Dereferencing pointers to structs returned by C functions / Danger of misalignment?

Hi all,

I have a question regarding FFI and alignment. I call a C function from Rust, which returns a pointer to a struct cmach_lua_t. This one:

typedef struct {
    lua_State *L;
    size_t mem_used;
    size_t mem_limit;
    void *execlimit_error;
} cmach_lua_t;

The signature of the C function is:

cmach_lua_t *cmach_lua_new()

Now I would assume that such an interface is not unusual. My question is: Do I have any guarantee that the pointer returned by such a C function is properly aligned? I guess generally: no. Which would mean I cannot safely dereference that pointer, right?

However, let's assume the function internally does:

cmach_lua_t *cmach_lua_new() {
    cmach_lua_t *S;
    /* … */
    S = calloc(1, sizeof(cmach_lua_t));
    if (!S) return NULL;
    /* … */
    return S;
}

Will the calloc then assure the structure is properly aligned? And is the alignment done by calloc sufficient to meet Rust's alignment rules? Couldn't they theoretically (or practically) differ?

1 Like

Generally, such pointers will always be properly aligned. Alignment is also a requirement for using the pointers in C. The malloc and calloc calls return pointers with sufficient alignment for all types that are possible to write in C.

Strictly speaking, you can use the #[repr(align(...))] attribute to define a Rust type with a larger alignment than what malloc returns, but this likely does not apply in your case.

8 Likes

If you're interacting with a C struct, the Rust definition needs to be #[repr(C)].

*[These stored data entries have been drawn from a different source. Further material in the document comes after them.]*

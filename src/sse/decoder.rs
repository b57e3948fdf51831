// SPDX-License-Identifier: AGPL-3.0-or-later
// Copyright (C) 2025 Blackman Artificial Intelligence Technologies Inc.

//! Byte chunk to line decoding
//!
//! Network chunks can split both lines and multi-byte UTF-8 sequences. The
//! decoder holds back an incomplete trailing sequence until the next chunk
//! completes it, so the produced lines never depend on where the transport
//! happened to cut the body.

/// Incremental UTF-8 line decoder.
#[derive(Debug, Default)]
pub struct FrameDecoder {
    /// Undecoded bytes (an incomplete UTF-8 sequence at the end of the last chunk)
    pending: Vec<u8>,
    /// Decoded text not yet terminated by a newline
    line_buffer: String,
}

impl FrameDecoder {
    pub fn new() -> Self {
        Self::default()
    }

    /// Feed one chunk and return every line it completed, without the newline.
    pub fn decode(&mut self, chunk: &[u8]) -> Vec<String> {
        if chunk.is_empty() {
            return Vec::new();
        }

        self.pending.extend_from_slice(chunk);
        self.drain_pending(false);
        self.take_lines()
    }

    /// Flush whatever is left once the body ends.
    ///
    /// Returns the trailing unterminated line, if any. Bytes of an incomplete
    /// UTF-8 sequence are replaced with U+FFFD at this point.
    pub fn finish(&mut self) -> Option<String> {
        self.drain_pending(true);
        if self.line_buffer.is_empty() {
            return None;
        }
        let mut line = std::mem::take(&mut self.line_buffer);
        if line.ends_with('\r') {
            line.pop();
        }
        Some(line)
    }

    /// Text decoded so far that is still waiting for its newline.
    pub fn partial_line(&self) -> &str {
        &self.line_buffer
    }

    fn drain_pending(&mut self, flush: bool) {
        loop {
            match std::str::from_utf8(&self.pending) {
                Ok(text) => {
                    self.line_buffer.push_str(text);
                    self.pending.clear();
                    return;
                }
                Err(err) => {
                    let valid = err.valid_up_to();
                    // The prefix was validated by from_utf8 above.
                    self.line_buffer
                        .push_str(&String::from_utf8_lossy(&self.pending[..valid]));

                    match err.error_len() {
                        Some(invalid) => {
                            self.line_buffer.push(char::REPLACEMENT_CHARACTER);
                            self.pending.drain(..valid + invalid);
                        }
                        None if flush => {
                            self.line_buffer.push(char::REPLACEMENT_CHARACTER);
                            self.pending.clear();
                            return;
                        }
                        None => {
                            self.pending.drain(..valid);
                            return;
                        }
                    }
                }
            }
        }
    }

    fn take_lines(&mut self) -> Vec<String> {
        let mut lines = Vec::new();
        while let Some(pos) = self.line_buffer.find('\n') {
            let mut line: String = self.line_buffer.drain(..=pos).collect();
            line.pop();
            if line.ends_with('\r') {
                line.pop();
            }
            lines.push(line);
        }
        lines
    }
}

C has a concept of maximum alignment. calloc returns maximally aligned memory from this perspective. If the C struct doesn't have some extended alignment requirement, it will be aligned.

3 Likes

So if I see a C library that returns some_type *, then I can assume that this library will return an aligned pointer (or is that risky?), and if I use bindgen, that should add the #[repr(C)] automatically, I guess.

@alice says:

Thus I would assume it's reasonable to assume that a function returning some_type * will give me an aligned pointer, right? (At least that much aligned that it will fit with Rust's #[repr(C)]?

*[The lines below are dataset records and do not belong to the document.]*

// SPDX-License-Identifier: AGPL-3.0-or-later
// Copyright (C) 2025 Blackman Artificial Intelligence Technologies Inc.

//! Chat data model and wire types
//!
//! `ChatTurnRequest`/`ResumeRequest` are what we POST; `StreamPayload` is the
//! JSON carried by each `data:` line; `ChatMessage` is what the UI renders.

use chrono::{DateTime, Utc};
use serde::de::DeserializeOwned;
use serde::{Deserialize, Deserializer, Serialize};
use serde_json::Value;
use uuid::Uuid;

use crate::error::{Result, SeerError};

/// Most attachments (four-pillars charts) one turn may reference.
pub const MAX_ATTACHMENTS: usize = 2;

/// Who authored a message
#[derive(Debug, Clone, Copy, PartialEq, Eq, Serialize, Deserialize)]
#[serde(rename_all = "lowercase")]
pub enum Sender {
    User,
    Assistant,
}

/// Quota information carried by a `limit_reached` control event
#[derive(Debug, Clone, PartialEq, Eq, Serialize, Deserialize)]
pub struct LimitInfo {
    pub current: u64,
    pub limit: u64,
    pub message: String,
}

/// Structured result of a server-side function call
#[derive(Debug, Clone, PartialEq, Serialize, Deserialize)]
pub struct FunctionResult {
    /// Full event name, e.g. `function_bazi_chart`
    pub name: String,
    pub data: Value,
}

/// A message handed to the UI collaborator
#[derive(Debug, Clone, PartialEq, Serialize, Deserialize)]
pub struct ChatMessage {
    pub id: String,
    pub content: String,
    pub sender: Sender,
    pub timestamp: DateTime<Utc>,
    pub is_complete: bool,
    #[serde(default)]
    pub failed: bool,
    #[serde(default, skip_serializing_if = "Option::is_none")]
    pub thinking: Option<String>,
    #[serde(default, skip_serializing_if = "Option::is_none")]
    pub function_result: Option<FunctionResult>,
    #[serde(default, skip_serializing_if = "Option::is_none")]
    pub limit: Option<LimitInfo>,
}

impl ChatMessage {
    fn new(sender: Sender, content: impl Into<String>) -> Self {
        Self {
            id: Uuid::new_v4().to_string(),
            content: content.into(),
            sender,
            timestamp: Utc::now(),
            is_complete: true,
            failed: false,
            thinking: None,
            function_result: None,
            limit: None,
        }
    }

    /// A user message, complete as soon as it is sent
    pub fn user(content: impl Into<String>) -> Self {
        Self::new(Sender::User, content)
    }

    /// A complete assistant message
    pub fn assistant(content: impl Into<String>) -> Self {
        Self::new(Sender::Assistant, content)
    }

    /// Use a server-supplied id instead of a generated one
    pub fn with_id(mut self, id: impl Into<String>) -> Self {
        self.id = id.into();
        self
    }

    /// Attach thinking text; empty text is dropped
    pub fn with_thinking(mut self, thinking: impl Into<String>) -> Self {
        let thinking = thinking.into();
        self.thinking = (!thinking.is_empty()).then_some(thinking);
        self
    }

    pub fn with_function_result(mut self, result: FunctionResult) -> Self {
        self.function_result = Some(result);
        self
    }

    pub fn with_limit(mut self, limit: LimitInfo) -> Self {
        self.limit = Some(limit);
        self
    }

    /// Mark as belonging to a turn that ended in error
    pub fn failed(mut self) -> Self {
        self.failed = true;
        self
    }

    pub fn is_user(&self) -> bool {
        self.sender == Sender::User
    }
}

/// Request body for one chat turn
#[derive(Debug, Clone, PartialEq, Serialize)]
pub struct ChatTurnRequest {
    pub message: String,
    pub session_id: Option<String>,
    pub mode: String,
    #[serde(skip_serializing_if = "Option::is_none")]
    pub four_pillars_ids: Option<Vec<String>>,
    pub stream: bool,
    pub title: String,
    pub language: String,
    #[serde(skip_serializing_if = "std::ops::Not::not")]
    pub is_retry: bool,
}

impl ChatTurnRequest {
    pub fn new(
        message: impl Into<String>,
        mode: impl Into<String>,
        language: impl Into<String>,
    ) -> Self {
        Self {
            message: message.into(),
            session_id: None,
            mode: mode.into(),
            four_pillars_ids: None,
            stream: true,
            title: String::new(),
            language: language.into(),
            is_retry: false,
        }
    }

    pub fn with_session(mut self, session_id: Option<String>) -> Self {
        self.session_id = session_id;
        self
    }

    pub fn with_title(mut self, title: impl Into<String>) -> Self {
        self.title = title.into();
        self
    }

    pub fn with_retry(mut self, is_retry: bool) -> Self {
        self.is_retry = is_retry;
        self
    }

    /// Reference one or two attachments. An empty list means none.
    pub fn with_attachments(mut self, ids: Vec<String>) -> Result<Self> {
        if ids.len() > MAX_ATTACHMENTS {
            return Err(SeerError::InvalidInput(format!(
                "at most {} attachments per turn, got {}",
                MAX_ATTACHMENTS,
                ids.len()
            )));
        }
        self.four_pillars_ids = (!ids.is_empty()).then_some(ids);
        Ok(self)
    }
}

/// Request body asking the server to replay an interrupted turn
#[derive(Debug, Clone, PartialEq, Serialize)]
pub struct ResumeRequest {
    pub session_id: String,
    pub stream: bool,
    pub language: String,
}

impl ResumeRequest {
    pub fn new(session_id: impl Into<String>, language: impl Into<String>) -> Self {
        Self {
            session_id: session_id.into(),
            stream: true,
            language: language.into(),
        }
    }
}

/// JSON carried by a `data:` line
///
/// Every field tolerates a wrong type by reading as absent, so one odd field
/// never discards the rest of the payload.
#[derive(Debug, Clone, Default, Deserialize)]
pub struct StreamPayload {
    #[serde(default, deserialize_with = "lenient_string")]
    pub session_id: Option<String>,
    #[serde(default, deserialize_with = "lenient")]
    pub content: Option<StreamContent>,
    #[serde(default, deserialize_with = "lenient_flag")]
    pub partial: bool,
    #[serde(default)]
    pub id: Option<Value>,
    #[serde(default)]
    pub timestamp: Option<Value>,
    #[serde(default, deserialize_with = "lenient")]
    pub thinking: Option<String>,
    #[serde(default)]
    pub error: Option<Value>,
    #[serde(default, deserialize_with = "lenient")]
    pub error_type: Option<String>,
    #[serde(default, deserialize_with = "lenient")]
    pub retryable: Option<bool>,
    #[serde(default, deserialize_with = "lenient")]
    pub resumable: Option<bool>,
    #[serde(default)]
    pub function_result: Option<Value>,
}

/// The `content` object of a stream payload
#[derive(Debug, Clone, Default, Deserialize)]
pub struct StreamContent {
    #[serde(default, deserialize_with = "lenient")]
    pub text: Option<String>,
    #[serde(default, deserialize_with = "lenient")]
    pub thinking: Option<String>,
    #[serde(default)]
    pub error: Option<Value>,
    #[serde(default, deserialize_with = "lenient")]
    pub error_type: Option<String>,
    #[serde(default, deserialize_with = "lenient")]
    pub retryable: Option<bool>,
    #[serde(default, deserialize_with = "lenient")]
    pub resumable: Option<bool>,
    #[serde(default)]
    pub function_result: Option<Value>,
    #[serde(default)]
    pub result: Option<Value>,
}

fn lenient<'de, D, T>(deserializer: D) -> std::result::Result<Option<T>, D::Error>
where
    D: Deserializer<'de>,
    T: DeserializeOwned,
{
    let value = Value::deserialize(deserializer)?;
    Ok(serde_json::from_value(value).ok())
}

/// Strings as-is, numbers rendered; anything else is absent.
fn lenient_string<'de, D>(deserializer: D) -> std::result::Result<Option<String>, D::Error>
where
    D: Deserializer<'de>,
{
    Ok(match Value::deserialize(deserializer)? {
        Value::String(s) => Some(s),
        Value::Number(n) => Some(n.to_string()),
        _ => None,
    })
}

/// `true`, or the string `"true"`; anything else is `false`.
fn lenient_flag<'de, D>(deserializer: D) -> std::result::Result<bool, D::Error>
where
    D: Deserializer<'de>,
{
    Ok(match Value::deserialize(deserializer)? {
        Value::Bool(flag) => flag,
        Value::String(s) => s.eq_ignore_ascii_case("true"),
        _ => false,
    })
}

/// An in-band error as reported by the server
#[derive(Debug, Clone, PartialEq, Eq)]
pub struct InBandError {
    pub message: String,
    pub error_type: Option<String>,
    pub retryable: Option<bool>,
    pub resumable: Option<bool>,
}

impl StreamPayload {
    pub fn text(&self) -> Option<&str> {
        self.content.as_ref()?.text.as_deref()
    }

    /// Thinking text, preferring `content.thinking`
    pub fn thinking_text(&self) -> Option<&str> {
        self.content
            .as_ref()
            .and_then(|c| c.thinking.as_deref())
            .or(self.thinking.as_deref())
            .filter(|t| !t.is_empty())
    }

    /// Server-assigned session id, if non-empty
    pub fn session_id(&self) -> Option<&str> {
        self.session_id.as_deref().filter(|s| !s.is_empty())
    }

    /// Server message id rendered as a string
    pub fn message_id(&self) -> Option<String> {
        match self.id.as_ref()? {
            Value::String(s) if !s.is_empty() => Some(s.clone()),
            Value::Number(n) => Some(n.to_string()),
            _ => None,
        }
    }

    pub fn function_result(&self) -> Option<&Value> {
        let content = self.content.as_ref();
        self.function_result
            .as_ref()
            .or_else(|| content.and_then(|c| c.function_result.as_ref()))
            .or_else(|| content.and_then(|c| c.result.as_ref()))
            .filter(|v| !v.is_null())
    }

    /// The in-band error, if the payload carries a non-empty one
    pub fn in_band_error(&self) -> Option<InBandError> {
        if let Some(content) = &self.content {
            if let Some(message) = content.error.as_ref().and_then(error_message) {
                return Some(InBandError {
                    message,
                    error_type: content.error_type.clone().or(self.error_type.clone()),
                    retryable: content.retryable.or(self.retryable),
                    resumable: content.resumable.or(self.resumable),
                });
            }
        }

        let message = self.error.as_ref().and_then(error_message)?;
        Some(InBandError {
            message,
            error_type: self.error_type.clone(),
            retryable: self.retryable,
            resumable: self.resumable,
        })
    }
}

fn error_message(value: &Value) -> Option<String> {
    match value {
        Value::String(s) if !s.trim().is_empty() => Some(s.clone()),
        Value::Object(map) => map
            .get("message")
            .and_then(Value::as_str)
            .filter(|s| !s.trim().is_empty())
            .map(str::to_string)
            .or_else(|| (!map.is_empty()).then(|| value.to_string())),
        Value::Bool(true) => Some("Unknown server error".to_string()),
        _ => None,
    }
}

fn lookup<'a>(value: &'a Value, keys: &[&str]) -> Option<&'a Value> {
    let find = |scope: &'a Value| keys.iter().find_map(|k| scope.get(*k));
    find(value).or_else(|| value.get("content").and_then(find))
}

/// Read a limit notice from a control payload, top level or under `content`.
pub fn parse_limit_info(value: &Value) -> LimitInfo {
    let current = lookup(value, &["current", "current_count", "count", "used"])
        .and_then(Value::as_u64)
        .unwrap_or(0);
    let limit = lookup(value, &["limit", "max"])
        .and_then(Value::as_u64)
        .unwrap_or(0);
    let message = lookup(value, &["message", "text"])
        .and_then(Value::as_str)
        .filter(|m| !m.is_empty())
        .map(str::to_string)
        .unwrap_or_else(|| format!("Message limit reached ({}/{})", current, limit));

    LimitInfo {
        current,
        limit,
        message,
    }
}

P.S.: There was a different post (regarding NonNull) before, which confused me a bit but has been deleted meanwhile. I assume NonNull::new does not fix alignment, but functions in C generally will give me aligned pointers unless explicitly documented. Still I'm not entirely sure how alignment in C works. The following sentence in calloc()s manpage (jemalloc) confused me:

The malloc() function allocates size bytes of uninitialized memory. The allocated space is suitably aligned (after possible pointer coercion) for storage of any type of object.

Not sure what "after possible pointer coercion" means here.

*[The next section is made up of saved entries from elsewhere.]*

// SPDX-License-Identifier: AGPL-3.0-or-later
// Copyright (C) 2025 Blackman Artificial Intelligence Technologies Inc.

//! Session bookkeeping
//!
//! Tracks which server sessions this process has talked to. Only metadata is
//! kept; message history stays with the UI.

use chrono::{DateTime, Utc};
use serde::{Deserialize, Serialize};
use std::collections::HashMap;
use std::sync::Mutex;

use crate::utils::lock_or_recover;

/// Metadata about one server session
#[derive(Debug, Clone, PartialEq, Serialize, Deserialize)]
pub struct SessionRecord {
    /// Server-assigned session ID
    pub id: String,
    /// Conversation mode of the most recent turn
    pub mode: String,
    pub title: String,
    /// When the session first completed a turn
    pub started_at: DateTime<Utc>,
    /// When the session last completed a turn
    pub last_active: DateTime<Utc>,
    /// Completed turns
    pub turns: usize,
}

/// Where controllers record completed turns
pub trait SessionRepository: Send + Sync {
    /// Note a completed turn for `id`, creating the record if needed.
    fn record_turn(&self, id: &str, mode: &str, title: &str);

    fn get(&self, id: &str) -> Option<SessionRecord>;

    /// All records, most recently active first.
    fn list(&self) -> Vec<SessionRecord>;

    fn most_recent(&self) -> Option<SessionRecord> {
        self.list().into_iter().next()
    }
}

/// Process-local repository
#[derive(Debug, Default)]
pub struct InMemorySessionRepository {
    sessions: Mutex<HashMap<String, SessionRecord>>,
}

impl InMemorySessionRepository {
    pub fn new() -> Self {
        Self::default()
    }
}

impl SessionRepository for InMemorySessionRepository {
    fn record_turn(&self, id: &str, mode: &str, title: &str) {
        let now = Utc::now();
        let mut sessions = lock_or_recover(&self.sessions);
        let record = sessions
            .entry(id.to_string())
            .or_insert_with(|| SessionRecord {
                id: id.to_string(),
                mode: mode.to_string(),
                title: title.to_string(),
                started_at: now,
                last_active: now,
                turns: 0,
            });
        record.mode = mode.to_string();
        record.last_active = now;
        record.turns += 1;
    }

    fn get(&self, id: &str) -> Option<SessionRecord> {
        lock_or_recover(&self.sessions).get(id).cloned()
    }

    fn list(&self) -> Vec<SessionRecord> {
        let mut records: Vec<_> = lock_or_recover(&self.sessions).values().cloned().collect();
        records.sort_by(|a, b| b.last_active.cmp(&a.last_active));
        records
    }
}
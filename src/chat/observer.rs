// SPDX-License-Identifier: AGPL-3.0-or-later
// Copyright (C) 2025 Blackman Artificial Intelligence Technologies Inc.

//! Callbacks from the chat engine to its UI collaborator

use serde_json::Value;
use std::sync::Mutex;

use crate::chat::classify::ChatError;
use crate::chat::message::ChatMessage;
use crate::utils::lock_or_recover;

/// Receives chat engine output. Every method defaults to a no-op.
///
/// Callbacks run on the task driving the turn, between chunk reads, so they
/// should return quickly.
pub trait ChatObserver: Send + Sync {
    /// A complete message: the user's own, an assistant answer, a function
    /// result, or a limit notice.
    fn on_message(&self, _message: &ChatMessage) {}

    fn on_error(&self, _error: &ChatError) {}

    /// The turn completed normally.
    fn on_complete(&self, _session_id: Option<&str>) {}

    fn on_refresh_characters(&self, _payload: &Value) {}

    fn on_refresh_reports(&self, _payload: &Value) {}

    /// Live assistant text so far.
    fn on_partial(&self, _text: &str) {}

    /// Thinking text so far.
    fn on_thinking(&self, _text: &str) {}
}

/// Observer that ignores everything
#[derive(Debug, Default, Clone, Copy)]
pub struct NoopObserver;

impl ChatObserver for NoopObserver {}

/// One recorded callback
#[derive(Debug, Clone, PartialEq)]
pub enum ObservedEvent {
    Message(ChatMessage),
    Error(ChatError),
    Complete(Option<String>),
    RefreshCharacters(Value),
    RefreshReports(Value),
    Partial(String),
    Thinking(String),
}

/// Observer that records every callback in order
#[derive(Debug, Default)]
pub struct RecordingObserver {
    events: Mutex<Vec<ObservedEvent>>,
}

impl RecordingObserver {
    pub fn new() -> Self {
        Self::default()
    }

    pub fn events(&self) -> Vec<ObservedEvent> {
        lock_or_recover(&self.events).clone()
    }

    pub fn messages(&self) -> Vec<ChatMessage> {
        self.events()
            .into_iter()
            .filter_map(|e| match e {
                ObservedEvent::Message(m) => Some(m),
                _ => None,
            })
            .collect()
    }

    pub fn errors(&self) -> Vec<ChatError> {
        self.events()
            .into_iter()
            .filter_map(|e| match e {
                ObservedEvent::Error(err) => Some(err),
                _ => None,
            })
            .collect()
    }

    pub fn completions(&self) -> Vec<Option<String>> {
        self.events()
            .into_iter()
            .filter_map(|e| match e {
                ObservedEvent::Complete(id) => Some(id),
                _ => None,
            })
            .collect()
    }

    fn push(&self, event: ObservedEvent) {
        lock_or_recover(&self.events).push(event);
    }
}

impl ChatObserver for RecordingObserver {
    fn on_message(&self, message: &ChatMessage) {
        self.push(ObservedEvent::Message(message.clone()));
    }

    fn on_error(&self, error: &ChatError) {
        self.push(ObservedEvent::Error(error.clone()));
    }

    fn on_complete(&self, session_id: Option<&str>) {
        self.push(ObservedEvent::Complete(session_id.map(str::to_string)));
    }

    fn on_refresh_characters(&self, payload: &Value) {
        self.push(ObservedEvent::RefreshCharacters(payload.clone()));
    }

    fn on_refresh_reports(&self, payload: &Value) {
        self.push(ObservedEvent::RefreshReports(payload.clone()));
    }

    fn on_partial(&self, text: &str) {
        self.push(ObservedEvent::Partial(text.to_string()));
    }

    fn on_thinking(&self, text: &str) {
        self.push(ObservedEvent::Thinking(text.to_string()));
    }
}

As usual, there's no guarantees of anything in C about pointers, so in a strict interpretation you need to read the documentation to be sure.

But practically, pointers in C are sufficiently-aligned by convention, and it's likely that only unaligned ones would get called out specifically.

I doubt I'd find any C API documentation that would give me info on alignment of handles being pointed to by returned pointers. But since they need to be properly aligned to use them, I guess they will be "sufficiently-aligned" in most cases.


Actually I stumbled upon alignment because I want to store values in LMDB, and LMDB does not give any alignment gurantees (except some 2-byte alignment it seems, maybe for UTF-16). So I guess I'll need to use read_unaligned when reading anything that doesn't have a 1-byte alignment in Rust (such as str or [u8]).

I don't understand what is this idea of pointer itself being aligned?
Are you sure you do not confuse it with alignment of data inside?

In any case as long as you take into account repr(C) and any packed directives of C struct you should be able to replicate struct with precisely the same size and alignment

C's sizeof always returns number of bytes necessary to represent object (to put it simply it returns size of struct, including padding).
So as long as there is no packed directives it is going to return proper size with padding suitable for you underlying hardware.

TL;DR; you can deref this pointer as underlying struct without any risk of misalignment. So it boils down to you to write Rust's struct that is equal in its composition to C's one. (much better than reading byte by byte)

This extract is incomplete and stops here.